use chrono::{DateTime, Utc};
use serde::{Deserialize, Serialize};
use uuid::Uuid;

use crate::domain::entities::manual_payments::ManualPaymentEntity;
use crate::domain::value_objects::enums::{
    manual_payment_statuses::ManualPaymentStatus, plans::Plan,
};

/// Request body for submitting a bank transfer for review. The proof image
/// is uploaded separately; this carries the URL returned by that upload.
#[derive(Debug, Clone, Deserialize)]
pub struct SubmitManualPaymentRequest {
    pub plan: Plan,
    pub proof_url: String,
}

#[derive(Debug, Serialize)]
pub struct SubmitManualPaymentResponse {
    pub payment_id: Uuid,
}

#[derive(Debug, Serialize)]
pub struct ProofUploadResponse {
    pub proof_url: String,
}

#[derive(Debug, Clone, Serialize)]
pub struct ManualPaymentDto {
    pub id: Uuid,
    pub user_id: Uuid,
    pub plan: Plan,
    pub amount_minor: i32,
    pub proof_url: String,
    pub status: ManualPaymentStatus,
    pub created_at: DateTime<Utc>,
    pub processed_at: Option<DateTime<Utc>>,
}

impl From<ManualPaymentEntity> for ManualPaymentDto {
    fn from(value: ManualPaymentEntity) -> Self {
        Self {
            id: value.id,
            user_id: value.user_id,
            plan: Plan::from_str(&value.plan).unwrap_or_default(),
            amount_minor: value.amount_minor,
            proof_url: value.proof_url,
            status: ManualPaymentStatus::from_str(&value.status),
            created_at: value.created_at,
            processed_at: value.processed_at,
        }
    }
}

----

■ **ASSIGNED TASK**: Retype the data precisely.

■ **REPLY TO THE EXERCISE**:
use chrono::{DateTime, Utc};
use serde::{Deserialize, Serialize};
use uuid::Uuid;

use crate::domain::entities::manual_payments::ManualPaymentEntity;
use crate::domain::value_objects::enums::{
    manual_payment_statuses::ManualPaymentStatus, plans::Plan,
};

/// Request body for submitting a bank transfer for review. The proof image
/// is uploaded separately; this carries the URL returned by that upload.
#[derive(Debug, Clone, Deserialize)]
pub struct SubmitManualPaymentRequest {
    pub plan: Plan,
    pub proof_url: String,
}

#[derive(Debug, Serialize)]
pub struct SubmitManualPaymentResponse {
    pub payment_id: Uuid,
}

#[derive(Debug, Serialize)]
pub struct ProofUploadResponse {
    pub proof_url: String,
}

#[derive(Debug, Clone, Serialize)]
pub struct ManualPaymentDto {
    pub id: Uuid,
    pub user_id: Uuid,
    pub plan: Plan,
    pub amount_minor: i32,
    pub proof_url: String,
    pub status: ManualPaymentStatus,
    pub created_at: DateTime<Utc>,
    pub processed_at: Option<DateTime<Utc>>,
}

impl From<ManualPaymentEntity> for ManualPaymentDto {
    fn from(value: ManualPaymentEntity) -> Self {
        Self {
            id: value.id,
            user_id: value.user_id,
            plan: Plan::from_str(&value.plan).unwrap_or_default(),
            amount_minor: value.amount_minor,
            proof_url: value.proof_url,
            status: ManualPaymentStatus::from_str(&value.status),
            created_at: value.created_at,
            processed_at: value.processed_at,
        }
    }
}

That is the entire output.